(Stored data entries)
■ ■ ■ ■ ■

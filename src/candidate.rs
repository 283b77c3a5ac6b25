use serde::{Deserialize, Serialize};
use std::collections::BTreeMap;
use std::fmt;
use std::sync::atomic::{AtomicU64, Ordering};

static NEXT_ID: AtomicU64 = AtomicU64::new(1);

/// Opaque identifier of a candidate, unique for the lifetime of the process.
///
/// Identifiers are drawn from a process-wide counter. Candidates deserialized from an
/// export keep their stored identifiers, so loaders call [`CandidateId::reserve`] to
/// keep later allocations clear of them. Identity across processes is not meaningful,
/// compare expression text instead.
#[derive(Debug, Clone, Copy, PartialEq, Eq, Hash, PartialOrd, Ord, Serialize, Deserialize)]
#[serde(transparent)]
pub struct CandidateId(u64);

impl CandidateId {
    /// Allocates a fresh identifier.
    pub fn next() -> Self {
        Self(NEXT_ID.fetch_add(1, Ordering::Relaxed))
    }

    /// Ensures identifiers allocated from now on are greater than `self`.
    pub fn reserve(self) {
        NEXT_ID.fetch_max(self.0.saturating_add(1), Ordering::Relaxed);
    }

    pub fn value(self) -> u64 {
        self.0
    }
}

impl fmt::Display for CandidateId {
    fn fmt(&self, f: &mut fmt::Formatter<'_>) -> fmt::Result {
        write!(f, "f-{:x}", self.0)
    }
}

/// One evolved formula together with the metrics computed when it was created.
///
/// Candidates are never edited. Genetic operators derive a new expression and build a
/// new candidate from it through the scorer, which is the only constructor outside of
/// deserialization.
#[derive(Debug, Clone, PartialEq, Serialize, Deserialize)]
pub struct Candidate {
    id: CandidateId,
    expression: String,
    accuracy: f64,
    loss: f64,
    complexity: usize,
    score: f64,
    params: BTreeMap<String, f64>,
}

impl Candidate {
    pub(crate) fn new(
        expression: String,
        accuracy: f64,
        loss: f64,
        complexity: usize,
        score: f64,
        params: BTreeMap<String, f64>,
    ) -> Self {
        Self {
            id: CandidateId::next(),
            expression,
            accuracy,
            loss,
            complexity,
            score,
            params,
        }
    }

    pub fn id(&self) -> CandidateId {
        self.id
    }

    /// Canonical expression text
    pub fn expression(&self) -> &str {
        &self.expression
    }

    pub fn accuracy(&self) -> f64 {
        self.accuracy
    }

    pub fn loss(&self) -> f64 {
        self.loss
    }

    pub fn complexity(&self) -> usize {
        self.complexity
    }

    /// Composite fitness, the only ranking key
    pub fn score(&self) -> f64 {
        self.score
    }

    /// Sampled placeholder parameter values, not used by evaluation
    pub fn params(&self) -> &BTreeMap<String, f64> {
        &self.params
    }
}

/// Orders candidates best score first, treating incomparable scores as equal.
pub fn by_score_desc(a: &Candidate, b: &Candidate) -> std::cmp::Ordering {
    b.score
        .partial_cmp(&a.score)
        .unwrap_or(std::cmp::Ordering::Equal)
}

#[cfg(test)]
pub(crate) fn fixture(expression: &str, score: f64) -> Candidate {
    Candidate::new(
        expression.to_string(),
        0.9,
        0.2,
        crate::expression::complexity(expression),
        score,
        BTreeMap::new(),
    )
}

■ ■ ■ ■ ■

Beginning with the line above that contains "and build a", copy each line exactly up to and including the line that contains "pub fn accuracy(&self)", and go no further.

▶ _ANSWER BOX_
/// Candidates are never edited. Genetic operators derive a new expression and build a
/// new candidate from it through the scorer, which is the only constructor outside of
/// deserialization.
#[derive(Debug, Clone, PartialEq, Serialize, Deserialize)]
pub struct Candidate {
    id: CandidateId,
    expression: String,
    accuracy: f64,
    loss: f64,
    complexity: usize,
    score: f64,
    params: BTreeMap<String, f64>,
}

impl Candidate {
    pub(crate) fn new(
        expression: String,
        accuracy: f64,
        loss: f64,
        complexity: usize,
        score: f64,
        params: BTreeMap<String, f64>,
    ) -> Self {
        Self {
            id: CandidateId::next(),
            expression,
            accuracy,
            loss,
            complexity,
            score,
            params,
        }
    }

    pub fn id(&self) -> CandidateId {
        self.id
    }

    /// Canonical expression text
    pub fn expression(&self) -> &str {
        &self.expression
    }

    pub fn accuracy(&self) -> f64 {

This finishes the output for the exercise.